Venable LLP, New York (Ketherine R. Peluso of counsel), for appellant-respondent.
Cozen O'Connor, New York (Melissa F. Brill of counsel), for respondent-appellant.
Order, Supreme Court, New York County (Gerald Lebovits, J.), entered on or about July 8, 2024, which, to the extent appealed from as limited by the briefs, denied plaintiff's motion for summary judgment, and granted defendant's motion for leave to amend its answer to the extent of granting Federal leave to assert the proposed second, third, fourth, and fifth counterclaims, but denying leave to interpose a first counterclaim for fraud, unanimously affirmed, with costs.

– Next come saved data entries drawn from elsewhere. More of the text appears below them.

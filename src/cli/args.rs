use crate::config::{AppConfig, OrchestratorConfig, ReconciliationConfig};
use crate::provider::{MtnMomoConfig, ProductCredentials, ProviderKind};
use crate::replay::ReportKind;
use crate::telemetry::LogFormat;
use clap::Parser;
use std::path::PathBuf;
use std::time::Duration;

/// Replay wallet intents through the mobile-money ledger core
#[derive(Parser, Debug)]
#[command(name = "momo-ledger")]
#[command(
    about = "Replay wallet intents through the mobile-money ledger core",
    long_about = None
)]
pub struct CliArgs {
    /// Input CSV file path containing intent records
    #[arg(value_name = "INPUT", help = "Path to the input CSV file")]
    pub input_file: PathBuf,

    /// Report written to stdout
    #[arg(
        long = "report",
        value_name = "REPORT",
        default_value = "balances",
        help = "Report to write: 'balances' or 'transactions'"
    )]
    pub report: ReportKind,

    /// Payment provider
    #[arg(
        long = "provider",
        value_name = "PROVIDER",
        env = "MOMO_PROVIDER",
        default_value = "sandbox",
        help = "Payment provider: 'sandbox' or 'mtn-momo'"
    )]
    pub provider: ProviderKind,

    /// Number of intents per batch
    #[arg(
        long = "batch-size",
        value_name = "SIZE",
        help = "Number of intents read per batch (default: 1000)"
    )]
    pub batch_size: Option<usize>,

    /// Maximum number of transactions reconciled concurrently
    #[arg(
        long = "max-concurrent",
        value_name = "COUNT",
        help = "Transactions reconciled concurrently per pass (default: CPU cores)"
    )]
    pub max_concurrent: Option<usize>,

    /// Delay between reconciliation passes
    #[arg(
        long = "poll-interval-ms",
        value_name = "MS",
        env = "MOMO_POLL_INTERVAL_MS",
        help = "Milliseconds between reconciliation passes (default: 5000)"
    )]
    pub poll_interval_ms: Option<u64>,

    /// Poll horizon in attempts
    #[arg(
        long = "max-attempts",
        value_name = "COUNT",
        env = "MOMO_MAX_ATTEMPTS",
        help = "Polls before a pending transaction times out (default: 60)"
    )]
    pub max_attempts: Option<u32>,

    /// Poll horizon in age
    #[arg(
        long = "max-age-secs",
        value_name = "SECS",
        env = "MOMO_MAX_AGE_SECS",
        help = "Seconds before a pending transaction times out (default: 3600)"
    )]
    pub max_age_secs: Option<u64>,

    /// Bound on each provider call
    #[arg(
        long = "provider-timeout-ms",
        value_name = "MS",
        env = "MOMO_PROVIDER_TIMEOUT_MS",
        help = "Milliseconds before a provider call counts as unavailable (default: 30000)"
    )]
    pub provider_timeout_ms: Option<u64>,

    /// Log output format
    #[arg(
        long = "log-format",
        value_name = "FORMAT",
        env = "MOMO_LOG_FORMAT",
        default_value = "pretty",
        help = "Log format on stderr: 'pretty' or 'json'"
    )]
    pub log_format: LogFormat,

    /// MoMo API root
    #[arg(long = "momo-base-url", value_name = "URL", env = "MOMO_BASE_URL")]
    pub momo_base_url: Option<String>,

    /// MoMo target environment
    #[arg(
        long = "momo-target-environment",
        value_name = "ENV",
        env = "MOMO_TARGET_ENVIRONMENT"
    )]
    pub momo_target_environment: Option<String>,

    /// Callback URL sent with MoMo requests
    #[arg(long = "momo-callback-url", value_name = "URL", env = "MOMO_CALLBACK_URL")]
    pub momo_callback_url: Option<String>,

    /// Collection API user
    #[arg(long, env = "MOMO_COLLECTION_API_USER", hide_env_values = true)]
    pub collection_api_user: Option<String>,

    /// Collection API key
    #[arg(long, env = "MOMO_COLLECTION_API_KEY", hide_env_values = true)]
    pub collection_api_key: Option<String>,

    /// Collection subscription key
    #[arg(long, env = "MOMO_COLLECTION_SUBSCRIPTION_KEY", hide_env_values = true)]
    pub collection_subscription_key: Option<String>,

    /// Disbursement API user
    #[arg(long, env = "MOMO_DISBURSEMENT_API_USER", hide_env_values = true)]
    pub disbursement_api_user: Option<String>,

    /// Disbursement API key
    #[arg(long, env = "MOMO_DISBURSEMENT_API_KEY", hide_env_values = true)]
    pub disbursement_api_key: Option<String>,

    /// Disbursement subscription key
    #[arg(long, env = "MOMO_DISBURSEMENT_SUBSCRIPTION_KEY", hide_env_values = true)]
    pub disbursement_subscription_key: Option<String>,
}

impl CliArgs {
    /// Create an AppConfig from CLI arguments
    ///
    /// Values not given on the command line or in the environment keep their
    /// defaults; invalid values fall back to the defaults with a warning.
    pub fn to_app_config(&self) -> AppConfig {
        let default = AppConfig::default();

        let reconciliation = if self.poll_interval_ms.is_some()
            || self.max_attempts.is_some()
            || self.max_concurrent.is_some()
        {
            ReconciliationConfig::new(
                self.poll_interval_ms
                    .map(Duration::from_millis)
                    .unwrap_or(default.reconciliation.poll_interval),
                self.max_attempts
                    .unwrap_or(default.reconciliation.max_attempts),
                self.max_concurrent
                    .unwrap_or(default.reconciliation.max_concurrent),
            )
        } else {
            default.reconciliation.clone()
        };
        let reconciliation = match self.max_age_secs {
            Some(secs) => reconciliation.with_max_age(Duration::from_secs(secs)),
            None => reconciliation,
        };

        let orchestrator = match self.provider_timeout_ms {
            Some(ms) => OrchestratorConfig::new(Duration::from_millis(ms)),
            None => OrchestratorConfig::default(),
        };

        AppConfig {
            provider: self.provider,
            mtn_momo: self.mtn_momo_config(),
            orchestrator,
            reconciliation,
            ..default
        }
        .with_batch_size(self.batch_size.unwrap_or(default.batch_size))
    }

    /// MoMo settings, present only when the MoMo provider is selected
    fn mtn_momo_config(&self) -> Option<MtnMomoConfig> {
        if self.provider != ProviderKind::MtnMomo {
            return None;
        }

        let default = MtnMomoConfig::default();
        let credentials = |user: &Option<String>, key: &Option<String>, sub: &Option<String>| {
            ProductCredentials {
                api_user: user.clone().unwrap_or_default(),
                api_key: key.clone().unwrap_or_default(),
                subscription_key: sub.clone().unwrap_or_default(),
            }
        };

        Some(MtnMomoConfig {
            base_url: self.momo_base_url.clone().unwrap_or(default.base_url),
            target_environment: self
                .momo_target_environment
                .clone()
                .unwrap_or(default.target_environment),
            callback_url: self.momo_callback_url.clone(),
            collection: credentials(
                &self.collection_api_user,
                &self.collection_api_key,
                &self.collection_subscription_key,
            ),
            disbursement: credentials(
                &self.disbursement_api_user,
                &self.disbursement_api_key,
                &self.disbursement_subscription_key,
            ),
            ..default
        })
    }
}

The court properly determined that issues of fact warranted the denial of plaintiff insured's motion for summary judgment. The evidence identified by Federal raises triable issues of fact as to whether plaintiff insured and nonparty East 77 Owners Co., LLC colluded with one another to obtain an inflated judgment in favor of East 77 which would trigger Federal's excess insurance policy, and which, if proven, would constitute a potential breach of the cooperation clause of the policy (see Lauritano v American Fid. Fire Ins. Co., 3 A.D.2d 564, 571–572 [1st Dept 1957], affd 4 N.Y.2d 1028 [1958] ). The evidence presented by Federal raised issues of fact as to whether plaintiff “actually paid” an amount in satisfaction of a claim which, pursuant to Federal's policy, would be sufficient to trigger Federal's coverage obligations. In addition, Federal presented evidence sufficient to raise a question of fact as to whether its liability to plaintiff was offset by plaintiff's recoveries against other parties under the terms of the policy.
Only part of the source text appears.